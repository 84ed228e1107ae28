//! Retry controller invariants.

use std::sync::Arc;
use std::time::Duration;

use proptest::prelude::*;
use stkai_retry::{RetryConfig, RetryDecision, Retryable, Retrying};

#[derive(Debug, Clone)]
struct Failure {
    status: u16,
    retry_after: Option<f64>,
}

impl Retryable for Failure {
    fn status_code(&self) -> Option<u16> {
        Some(self.status)
    }
    fn retry_after_secs(&self) -> Option<f64> {
        self.retry_after
    }
}

proptest! {
    #![proptest_config(ProptestConfig::with_cases(64))]

    /// Attempt bound: for any stream of failures, the controller yields at
    /// most max_retries + 1 attempts.
    #[test]
    fn attempts_bounded(
        max_retries in 0u32..8,
        statuses in proptest::collection::vec(
            prop_oneof![Just(429u16), Just(500), Just(503), Just(404)],
            1..20,
        ),
    ) {
        let config = Arc::new(
            RetryConfig::<Failure>::builder()
                .max_retries(max_retries)
                .initial_delay(Duration::from_millis(1))
                .build(),
        );
        let mut retrying = Retrying::new(config);
        let mut attempts = 0u32;
        let mut statuses = statuses.into_iter().cycle();

        while let Some(_attempt) = retrying.next_attempt() {
            attempts += 1;
            let failure = Failure {
                status: statuses.next().unwrap(),
                retry_after: None,
            };
            match retrying.on_failure(&failure) {
                RetryDecision::Retry { .. } => continue,
                RetryDecision::Exhausted | RetryDecision::NotRetryable => break,
            }
        }

        prop_assert!(attempts <= max_retries + 1);
    }

    /// Retry-After cap: any numeric hint above the cap is ignored and the
    /// wait equals the (unjittered) exponential backoff; hints at or below
    /// the cap can only raise the wait.
    #[test]
    fn retry_after_cap_enforced(
        retry_after in 0.0f64..10_000.0,
        initial_delay_ms in 1u64..2_000,
    ) {
        let initial = Duration::from_millis(initial_delay_ms);
        let config = Arc::new(
            RetryConfig::<Failure>::builder()
                .max_retries(1)
                .initial_delay(initial)
                .jitter_factor(0.0)
                .max_retry_after(Duration::from_secs(60))
                .build(),
        );
        let mut retrying = Retrying::new(config);
        retrying.next_attempt().unwrap();

        let failure = Failure { status: 429, retry_after: Some(retry_after) };
        let RetryDecision::Retry { delay } = retrying.on_failure(&failure) else {
            panic!("expected a retry decision");
        };

        if retry_after > 60.0 {
            // Suppressed: the raw header is never the wait.
            prop_assert_eq!(delay, initial);
        } else {
            prop_assert!(delay >= initial);
            prop_assert!(delay.as_secs_f64() >= retry_after - 1e-9);
            prop_assert!(delay.as_secs_f64() <= retry_after.max(initial.as_secs_f64()) + 1e-9);
        }
    }

    /// Backoff growth: with zero jitter the delays double exactly.
    #[test]
    fn backoff_is_exponential(initial_delay_ms in 1u64..1_000) {
        let initial = Duration::from_millis(initial_delay_ms);
        let config = Arc::new(
            RetryConfig::<Failure>::builder()
                .max_retries(4)
                .initial_delay(initial)
                .jitter_factor(0.0)
                .build(),
        );
        let mut retrying = Retrying::new(config);
        let mut expected = initial;

        for _ in 0..4 {
            retrying.next_attempt().unwrap();
            let failure = Failure { status: 503, retry_after: None };
            let RetryDecision::Retry { delay } = retrying.on_failure(&failure) else {
                panic!("expected a retry decision");
            };
            prop_assert_eq!(delay, expected);
            expected *= 2;
        }
    }
}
===
:: Problem to solve ::
In the entries above, find each line that has the word "wait". Copy it.

:: Exercise result ::
    /// wait equals the (unjittered) exponential backoff; hints at or below
    /// the cap can only raise the wait.
            // Suppressed: the raw header is never the wait.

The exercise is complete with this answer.